Стив испустил глубокий вздох.

— Вернее было бы сказать: измученный. Чувствую себя как выжатый лимон. Я не спал двадцать пять… — он отодвинул манжет рукава и взглянул на часы, — точнее, двадцать шесть часов. Только я забрался в постель в номере гостиницы в Гонолулу, как мне позвонили из дому и сообщили, что отцу сделали срочную операцию на сердце. Компания отнеслась ко мне сочувственно и немедленно предоставила отпуск. Через два часа я лечу дальше, в Хьюстон. А задержался в Сан-Франциско, только чтобы захватить рождественские подарки для родных.

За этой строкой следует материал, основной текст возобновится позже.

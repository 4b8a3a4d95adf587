//! Submit flows shared by pages.
//!
//! ARCHITECTURE
//! ============
//! Pages own signals and rendering; these functions own the ordering of
//! validate → call backend → persist/invalidate. They are generic over
//! [`Backend`](crate::net::api::Backend) and
//! [`Invalidate`](crate::net::query::Invalidate) so the same code runs
//! against `gloo-net` in the browser and an in-memory fake in tests.

pub mod auth;
pub mod todos;

use crate::net::error::ApiError;
use crate::validation::FieldErrors;

/// Outcome of a form submission that did not succeed.
#[derive(Clone, Debug, PartialEq, Eq, thiserror::Error)]
pub enum SubmitError {
    /// Rejected locally; nothing was sent.
    #[error("please fix the highlighted fields")]
    Invalid(FieldErrors),
    #[error(transparent)]
    Request(#[from] ApiError),
}

impl SubmitError {
    pub fn field_errors(&self) -> Option<&FieldErrors> {
        match self {
            Self::Invalid(errors) => Some(errors),
            Self::Request(_) => None,
        }
    }
}
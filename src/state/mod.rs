//! Shared client-side state modules.
//!
//! DESIGN
//! ======
//! State is split by concern (`session`, `pagination`, `todos`, `toast`) so
//! pages and components can depend on small focused models. Each is a plain
//! struct wrapped in an `RwSignal` at the point of use.

pub mod pagination;
pub mod session;
pub mod toast;
pub mod todos;
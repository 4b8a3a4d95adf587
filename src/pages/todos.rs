//! Paginated, sortable list of every todo visible to the user.
//!
//! SYSTEM CONTEXT
//! ==============
//! `GET /todos?pagination[pageSize]=N&pagination[page]=P&sort=createdAt:X`.
//! The query key is derived from [`Pagination`], so changing the page, size or
//! sort is a cache miss and triggers a fetch; invalidating the `todos` scope
//! after a mutation refetches the current page.

#[cfg(test)]
#[path = "todos_test.rs"]
mod todos_test;

use leptos::prelude::*;

use crate::components::generate_button::GenerateButton;
use crate::components::paginator::Paginator;
use crate::components::session_expiry::use_session_expiry;
use crate::net::api::ApiClient;
use crate::net::query::{Query, QueryClient, use_query};
use crate::net::types::{PaginationMeta, Todo, TodoPage};
use crate::services;
use crate::state::pagination::{PageSize, Pagination, SortOrder};
use crate::state::session::SessionState;

fn row_label(todo: &Todo, index: usize) -> String {
    format!("{} - {} - {}", todo.id, index + 1, todo.title)
}

#[component]
pub fn TodosPage() -> impl IntoView {
    let session = expect_context::<RwSignal<SessionState>>();
    let queries = expect_context::<QueryClient>();
    let api = expect_context::<ApiClient>();

    let pagination = RwSignal::new(Pagination::default());

    let Query { data, fetching } = use_query(
        queries,
        move || pagination.with(Pagination::query_key),
        move |_key| {
            let api = api.clone();
            let current = session.get_untracked().session;
            let requested = pagination.get_untracked();
            async move {
                match current {
                    Some(current) => services::todos::page(&api, &current, &requested).await,
                    None => Ok(TodoPage::default()),
                }
            }
        },
    );

    // Keep the last known totals while the next page loads.
    let meta = RwSignal::new(PaginationMeta::default());
    let expire = use_session_expiry();
    Effect::new(move |_| match data.get() {
        Some(Ok(page)) => meta.set(page.meta.pagination),
        Some(Err(err)) => {
            expire.run(err);
        }
        None => {}
    });

    let is_loading = Signal::derive(move || data.with(Option::is_none) || fetching.get());
    let on_prev = Callback::new(move |()| pagination.update(Pagination::prev));
    let on_next = Callback::new(move |()| {
        let page_count = meta.with_untracked(|m| m.page_count);
        pagination.update(|p| {
            if p.can_next(page_count) {
                p.next();
            }
        });
    });

    let on_sort = move |ev: leptos::ev::Event| {
        match event_target_value(&ev).parse::<SortOrder>() {
            Ok(sort) => pagination.update(|p| p.set_sort(sort)),
            Err(err) => log::warn!("{err}"),
        }
    };
    let on_size = move |ev: leptos::ev::Event| {
        match event_target_value(&ev).parse::<PageSize>() {
            Ok(size) => pagination.update(|p| p.set_page_size(size)),
            Err(err) => log::warn!("{err}"),
        }
    };

    view! {
        <main class="page page--todos">
            <h1 class="page__title">"All todos"</h1>
            <div class="todos-toolbar">
                <label class="todos-toolbar__field">
                    "Sort "
                    <select
                        class="todos-toolbar__select"
                        prop:value=move || pagination.with(|p| p.sort.to_string())
                        on:change=on_sort
                    >
                        {SortOrder::ALL
                            .into_iter()
                            .map(|sort| view! { <option value=sort.to_string()>{sort.label()}</option> })
                            .collect_view()}
                    </select>
                </label>
                <label class="todos-toolbar__field">
                    "Per page "
                    <select
                        class="todos-toolbar__select"
                        prop:value=move || pagination.with(|p| p.page_size.to_string())
                        on:change=on_size
                    >
                        {PageSize::ALL
                            .into_iter()
                            .map(|size| view! { <option value=size.to_string()>{size.get()}</option> })
                            .collect_view()}
                    </select>
                </label>
                <GenerateButton/>
            </div>

            {move || match data.get() {
                None => view! { <p class="todos-page__loading">"Loading..."</p> }.into_any(),
                Some(Err(err)) => view! { <p class="todos-page__error">{err.to_string()}</p> }.into_any(),
                Some(Ok(page)) if page.data.is_empty() => {
                    view! { <p class="todos-page__empty">"No todos found"</p> }.into_any()
                }
                Some(Ok(page)) => {
                    view! {
                        <ul class="todos-page__rows">
                            {page
                                .data
                                .iter()
                                .enumerate()
                                .map(|(index, todo)| view! { <li class="todos-page__row">{row_label(todo, index)}</li> })
                                .collect_view()}
                        </ul>
                    }
                        .into_any()
                }
            }}

            <Paginator
                page=Signal::derive(move || pagination.with(|p| p.page))
                page_count=Signal::derive(move || meta.with(|m| m.page_count))
                total=Signal::derive(move || meta.with(|m| m.total))
                is_loading=is_loading
                on_prev=on_prev
                on_next=on_next
            />
        </main>
    }
}
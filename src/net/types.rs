//! Wire DTOs for the Strapi-style REST backend.
//!
//! DESIGN
//! ======
//! Response types only name the fields the UI reads. The auth user keeps
//! every other field in a flattened map so the session blob written to
//! `localStorage` is the backend response verbatim.

#[cfg(test)]
#[path = "types_test.rs"]
mod types_test;

use serde::{Deserialize, Deserializer, Serialize};

/// The authenticated user as returned by `/auth/local`.
#[derive(Clone, Debug, PartialEq, Serialize, Deserialize)]
pub struct User {
    /// Backend user id.
    pub id: i64,
    pub username: String,
    pub email: String,
    /// Remaining backend fields (`confirmed`, `blocked`, timestamps, ...).
    #[serde(flatten)]
    pub extra: serde_json::Map<String, serde_json::Value>,
}

/// Session blob persisted under `loggedInUser`.
#[derive(Clone, Debug, PartialEq, Serialize, Deserialize)]
pub struct Session {
    pub jwt: String,
    pub user: User,
}

/// A todo record owned by the backend.
#[derive(Clone, Debug, Default, PartialEq, Eq, Serialize, Deserialize)]
pub struct Todo {
    pub id: i64,
    pub title: String,
    #[serde(default, deserialize_with = "deserialize_null_as_empty")]
    pub description: String,
}

/// `GET /users/me?populate=todos` response; only the populated relation is read.
#[derive(Clone, Debug, Default, PartialEq, Serialize, Deserialize)]
pub struct MeWithTodos {
    #[serde(default)]
    pub todos: Vec<Todo>,
}

/// Paginated `GET /todos` response.
#[derive(Clone, Debug, Default, PartialEq, Serialize, Deserialize)]
pub struct TodoPage {
    #[serde(default)]
    pub data: Vec<Todo>,
    #[serde(default)]
    pub meta: PageMeta,
}

/// Envelope metadata for a paginated collection.
#[derive(Clone, Debug, Default, PartialEq, Serialize, Deserialize)]
pub struct PageMeta {
    #[serde(default)]
    pub pagination: PaginationMeta,
}

/// Server-side pagination counters.
#[derive(Clone, Debug, PartialEq, Eq, Serialize, Deserialize)]
#[serde(rename_all = "camelCase")]
pub struct PaginationMeta {
    pub page: u32,
    pub page_size: u32,
    pub page_count: u32,
    pub total: u64,
}

impl Default for PaginationMeta {
    fn default() -> Self {
        Self { page: 1, page_size: 0, page_count: 0, total: 0 }
    }
}

/// `POST /auth/local` body.
#[derive(Clone, Debug, PartialEq, Eq, Serialize)]
pub struct LoginRequest<'a> {
    pub identifier: &'a str,
    pub password: &'a str,
}

/// `POST /auth/local/register` body.
#[derive(Clone, Debug, PartialEq, Eq, Serialize)]
pub struct RegisterRequest<'a> {
    pub username: &'a str,
    pub email: &'a str,
    pub password: &'a str,
}

/// Strapi wraps create/update payloads in `{ "data": ... }`.
#[derive(Clone, Debug, PartialEq, Eq, Serialize, Deserialize)]
pub struct DataEnvelope<T> {
    pub data: T,
}

/// Todo fields sent on create/update. `user` is only set on create.
#[derive(Clone, Debug, PartialEq, Eq, Serialize)]
pub struct TodoPayload<'a> {
    pub title: &'a str,
    pub description: &'a str,
    #[serde(skip_serializing_if = "Option::is_none")]
    pub user: Option<Vec<i64>>,
}

/// Backend error body: `{ "error": { "status", "name", "message" } }`.
#[derive(Clone, Debug, Default, PartialEq, Eq, Deserialize)]
pub struct ErrorResponse {
    #[serde(default)]
    pub error: ErrorDetail,
}

#[derive(Clone, Debug, Default, PartialEq, Eq, Deserialize)]
pub struct ErrorDetail {
    #[serde(default)]
    pub status: u16,
    #[serde(default)]
    pub name: String,
    #[serde(default)]
    pub message: String,
}

fn deserialize_null_as_empty<'de, D>(deserializer: D) -> Result<String, D::Error>
where
    D: Deserializer<'de>,
{
    Ok(Option::<String>::deserialize(deserializer)?.unwrap_or_default())
}
//! Reusable UI component modules.
//!
//! SYSTEM CONTEXT
//! ==============
//! Components render navigation, dialogs and list chrome while reading and
//! writing shared state from Leptos context providers.

pub mod generate_button;
pub mod modal;
pub mod navbar;
pub mod paginator;
pub mod protected_route;
pub mod session_expiry;
pub mod toast_host;
pub mod todo_list;
//! Sample todo content for the "Generate todos" action.

#[cfg(test)]
#[path = "sample_test.rs"]
mod sample_test;

use crate::validation::TodoDraft;

const VERBS: [&str; 8] = ["Review", "Write", "Plan", "Fix", "Call", "Clean", "Book", "Ship"];
const NOUNS: [&str; 8] = ["report", "groceries", "release", "invoice", "garden", "tickets", "budget", "notes"];

/// Deterministic title for the `n`th sample, with a random tag in the description.
pub fn sample_draft(n: usize) -> TodoDraft {
    let verb = VERBS[n % VERBS.len()];
    let noun = NOUNS[(n / VERBS.len()) % NOUNS.len()];
    let tag = uuid::Uuid::new_v4().simple().to_string();
    TodoDraft {
        title: format!("{verb} {noun} #{n}"),
        description: format!("Generated sample todo {n} ({})", &tag[..8]),
    }
}
use super::*;

#[test]
fn login_form_trims_identifier_only() {
    let form = login_form("  alice@example.com ", " secret ");
    assert_eq!(form.identifier, "alice@example.com");
    assert_eq!(form.password, " secret ");
}

#[test]
fn malformed_email_fails_before_submission() {
    let form = login_form("alice-at-example", "secret");
    let errors = form.validate().unwrap_err();
    assert_eq!(errors.get("identifier"), Some("Not a Valid email address"));
    assert_eq!(errors.get("password"), None);
}

#[test]
fn blank_fields_report_required_messages() {
    let errors = login_form("   ", "").validate().unwrap_err();
    assert_eq!(errors.get("identifier"), Some("Email is required!"));
    assert_eq!(errors.get("password"), Some("Password is required!"));
}
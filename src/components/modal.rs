//! Backdrop dialog shell shared by the add/edit/remove flows.

use leptos::prelude::*;

/// Modal dialog. Clicking the backdrop or pressing Escape calls `on_close`.
#[component]
pub fn Modal(
    #[prop(into)] is_open: Signal<bool>,
    on_close: Callback<()>,
    title: &'static str,
    #[prop(optional)] description: Option<&'static str>,
    children: ChildrenFn,
) -> impl IntoView {
    view! {
        <Show when=move || is_open.get()>
            <div class="dialog-backdrop" on:click=move |_| on_close.run(())>
                <div
                    class="dialog"
                    role="dialog"
                    aria-modal="true"
                    tabindex="0"
                    on:click=move |ev| ev.stop_propagation()
                    on:keydown=move |ev: leptos::ev::KeyboardEvent| {
                        if ev.key() == "Escape" {
                            ev.prevent_default();
                            on_close.run(());
                        }
                    }
                >
                    <h2 class="dialog__title">{title}</h2>
                    {description.map(|text| view! { <p class="dialog__description">{text}</p> })}
                    {children()}
                </div>
            </div>
        </Show>
    }
}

Джиллиан наклонилась вперед, коснулась рукой плеча Стива.

— Мне так жаль. Очень тебе сочувствую. А в каком состоянии отец сейчас?

Стив слабо улыбнулся.

— С ним все в порядке, — сказал он, качая головой. — Это не человек, а кремень. Он не разрешил маме ничего мне сообщать, пока не отключили респиратор и он не смог сам со мной говорить; мама только держала трубку у его уха. Сегодня его перевели из блока интенсивной терапии… возможно, не без помощи сестер, которые не могли дождаться, когда их избавят от него. Понимаешь, отцу пришлось отказаться от сигар, и он от этого не в особенном восторге.

Джиллиан успокоилась, хотя видела, что Стив все еще в напряжении, как бы ни были обнадеживающи известия насчет отца.

— Но ты хочешь увидеть его своими глазами, да, Стив? — спросила она, протягивая руку к костылям. — Я тебя понимаю. Съешь бутерброд с ветчиной? Ты меня не затруднишь… а ветчины у нас осталось от рождественского обеда столько, что хватит прокормить полк солдат.

— С удовольствием, Джил. Ничего удивительного, что Тед собирается обратиться к власть имущим насчет возвращения в Аллентаун на свою прежнюю должность. Сперва я думал, что он рехнулся — упустить такой шанс! — но теперь я его понимаю. Я бы и сам не захотел разлучаться с такой женщиной, как ты.